Running the Pipeline: Production Execution
Source:vignettes/running_the_pipeline.Rmd
running_the_pipeline.RmdNote: This vignette is currently in development and subject to change.
Introduction
This vignette covers production mode execution in Picard—running your pipeline for official analysis results.
Development and testing workflows are covered in Developing the Pipeline. Production mode adds rigorous validation, semantic versioning, and audit trails to ensure results are reproducible and suitable for publications or regulatory submissions.
The Production Pipeline
The official execution script is main.R in your project
root.

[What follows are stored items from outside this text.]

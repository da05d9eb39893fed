use indexmap::IndexMap;
use lopdf::{Dictionary, Document, Object, ObjectId};
use std::collections::HashMap;
use std::path::Path;
use tracing::{debug, info, warn};

use super::{
    acroform_dict_mut, encode_text, load_document, object_text, resolve, terminal_fields, widget_states, FieldNode,
    FieldType,
};
use crate::error::{SynthError, SynthResult};
use crate::output::make_directory;

/// What a fill pass did with the values it was given
#[derive(Debug, Clone, Default, PartialEq)]
pub struct FillSummary {
    /// Fully qualified names of the fields that received a value
    pub filled: Vec<String>,
    /// Record keys with no matching field in the document
    pub unmatched: Vec<String>,
}

fn with_dict(doc: &mut Document, id: ObjectId, update: impl FnOnce(&mut Dictionary)) -> bool {
    match doc.get_object_mut(id).and_then(Object::as_dict_mut) {
        Ok(dict) => {
            update(dict);
            true
        }
        Err(_) => false,
    }
}

fn set_need_appearances(doc: &mut Document) {
    if let Some(acroform) = acroform_dict_mut(doc) {
        acroform.set("NeedAppearances", Object::Boolean(true));
    }
}

fn save_document(doc: &mut Document, output: &Path) -> SynthResult<()> {
    if let Some(parent) = output.parent() {
        make_directory(parent)?;
    }
    doc.save(output)
        .map_err(|e| SynthError::write(output.display().to_string(), e))?;
    Ok(())
}

/// Locate the document field a record key refers to: full name first,
/// then the field's own partial name
fn match_field<'a>(
    key: &str,
    by_name: &HashMap<&'a str, &'a FieldNode>,
    by_partial: &HashMap<&'a str, Vec<&'a FieldNode>>,
) -> Option<&'a FieldNode> {
    if let Some(node) = by_name.get(key) {
        return Some(*node);
    }
    let last_segment = key.rsplit('.').next().unwrap_or(key);
    match by_partial.get(last_segment).map(Vec::as_slice) {
        Some([node]) => Some(*node),
        Some(candidates) if candidates.len() > 1 => {
            warn!("Field key '{}' is ambiguous ({} candidates), skipping", key, candidates.len());
            None
        }
        _ => None,
    }
}

/// Appearance state to select on a button for a generated value
fn button_state(value: &str, states: &[String]) -> String {
    let wanted = value.trim().trim_start_matches('/');
    if states.iter().any(|s| s == wanted) {
        return wanted.to_string();
    }
    let on_state = states.iter().find(|s| s.as_str() != "Off");
    match wanted.to_lowercase().as_str() {
        "" | "off" | "no" | "false" | "0" | "unchecked" => "Off".to_string(),
        "yes" | "on" | "true" | "x" | "checked" | "1" => on_state.cloned().unwrap_or_else(|| wanted.to_string()),
        _ => wanted.to_string(),
    }
}

/// Write `values` (field identifier to value) into a copy of `input` saved at `output`.
///
/// Fields not named in `values` are left exactly as they were.
pub fn fill_form(input: &Path, values: &IndexMap<String, String>, output: &Path) -> SynthResult<FillSummary> {
    let mut doc = load_document(input)?;
    let nodes = terminal_fields(&doc, input)?;

    let by_name: HashMap<&str, &FieldNode> = nodes.iter().map(|n| (n.name.as_str(), n)).collect();
    let mut by_partial: HashMap<&str, Vec<&FieldNode>> = HashMap::new();
    for node in &nodes {
        by_partial.entry(node.partial_name.as_str()).or_default().push(node);
    }

    let mut summary = FillSummary::default();
    let mut needs_appearances = false;

    for (key, value) in values {
        let Some(node) = match_field(key, &by_name, &by_partial) else {
            debug!("No field named '{}' in {:?}", key, input);
            summary.unmatched.push(key.clone());
            continue;
        };

        match node.field_type {
            Some(FieldType::Signature) => {
                debug!("Skipping signature field {}", node.name);
                continue;
            }
            Some(FieldType::Button) => {
                let states: Vec<String> = node
                    .widgets
                    .iter()
                    .flat_map(|w| widget_states(&doc, *w))
                    .collect();
                let state = button_state(value, &states);
                with_dict(&mut doc, node.id, |field| {
                    field.set("V", Object::Name(state.clone().into_bytes()));
                });
                for widget in &node.widgets {
                    let own_states = widget_states(&doc, *widget);
                    let widget_state = if own_states.iter().any(|s| *s == state) {
                        state.clone()
                    } else {
                        "Off".to_string()
                    };
                    with_dict(&mut doc, *widget, |w| {
                        w.set("AS", Object::Name(widget_state.into_bytes()));
                    });
                }
            }
            Some(FieldType::Text) | Some(FieldType::Choice) | None => {
                with_dict(&mut doc, node.id, |field| {
                    field.set("V", encode_text(value));
                });
                for widget in &node.widgets {
                    with_dict(&mut doc, *widget, |w| {
                        w.remove(b"AP");
                    });
                }
                needs_appearances = true;
            }
        }
        summary.filled.push(node.name.clone());
    }

    if needs_appearances {
        set_need_appearances(&mut doc);
    }
    save_document(&mut doc, output)?;

    info!(
        "📝 PDF filled: {} fields written, {} keys unmatched -> {:?}",
        summary.filled.len(),
        summary.unmatched.len(),
        output
    );
    Ok(summary)
}

/// Copy of `input` where every field shows `{its name}`, read-only, for page images
/// that let a vision model see where each field sits
pub fn overlay_field_names(input: &Path, output: &Path, font_size: u32) -> SynthResult<usize> {
    let mut doc = load_document(input)?;
    let nodes = terminal_fields(&doc, input)?;
    let appearance = format!("/Helv {} Tf 0 g", font_size);

    let mut processed = 0usize;
    for node in &nodes {
        let display = format!("{{{}}}", node.partial_name);
        let updated = with_dict(&mut doc, node.id, |field| {
            let flags = field.get(b"Ff").and_then(Object::as_i64).unwrap_or(0);
            field.set("V", encode_text(&display));
            field.set("Ff", Object::Integer(flags | 1));
            field.set("DA", Object::string_literal(appearance.as_str()));
        });
        if !updated {
            warn!("Failed to process field {}", node.name);
            continue;
        }
        for widget in &node.widgets {
            with_dict(&mut doc, *widget, |w| {
                w.set("DA", Object::string_literal(appearance.as_str()));
                w.remove(b"AP");
            });
        }
        processed += 1;
    }

    set_need_appearances(&mut doc);
    save_document(&mut doc, output)?;

    info!("Field processing summary: {}/{} successful", processed, nodes.len());
    if processed < nodes.len() {
        warn!(
            "{} fields could not be processed - this may affect label quality",
            nodes.len() - processed
        );
    }
    Ok(processed)
}

/// Current value of every field that has one, keyed by fully qualified name.
/// Button values are returned without the leading slash.
pub fn read_field_values(path: &Path) -> SynthResult<IndexMap<String, String>> {
    let doc = load_document(path)?;
    let nodes = terminal_fields(&doc, path)?;

    let mut values = IndexMap::new();
    for node in nodes {
        let value = doc
            .get_object(node.id)
            .ok()
            .and_then(|o| o.as_dict().ok())
            .and_then(|d| d.get(b"V").ok())
            .and_then(|v| resolve(&doc, v))
            .and_then(object_text);
        if let Some(value) = value {
            values.insert(node.name, value);
        }
    }
    Ok(values)
}

#[cfg(test)]
mod tests {
    use super::*;

    fn states(names: &[&str]) -> Vec<String> {
        names.iter().map(|s| s.to_string()).collect()
    }

    #[test]
    fn button_values_pick_known_states() {
        let on_off = states(&["1", "Off"]);
        assert_eq!(button_state("/1", &on_off), "1");
        assert_eq!(button_state("Yes", &on_off), "1");
        assert_eq!(button_state("false", &on_off), "Off");
        assert_eq!(button_state("/Choice2", &states(&["Choice1", "Choice2", "Off"])), "Choice2");
    }
}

It:
- Validates your code state (git clean, all changes committed)
- Increments your study version (semantic versioning)
- Runs the complete pipeline with all validations
- Creates a release branch for reproducibility
- Generates PR metadata for code review
- Saves production-quality results in a versioned folder
# Run production pipeline
source("main.R")When to Run Production
Run main.R for:
- Formal analysis runs: Official results for publications or regulatory submissions
- Final results: When you’re confident in the code and ready for version history
- Multi-database comparisons: Ensures consistency across databases
- Code review: Results go through PR review before acceptance
Production mode places versioned results in
exec/results/[database]/[version]/ (e.g.,
1.0.0/).
Running Production Mode
Prerequisites
Before running production mode:
-
Commit all changes:
git add .andgit commit -m "..." -
Be on develop branch (or feature branch):
git checkout develop -
Pull latest changes:
git pull - Verify configuration: Check config.yml for correctness
You can also do this by using the saveWork() function
which we describe in Developing
the Pipeline to save your work and prepare for production.
Basic Usage
# Navigate to study repository
setwd("~/studies/myStudy")
# Run production pipeline with patch version increment
source("main.R")
# When prompted, answer questions about version increment:
# What type of version change? [major/minor/patch]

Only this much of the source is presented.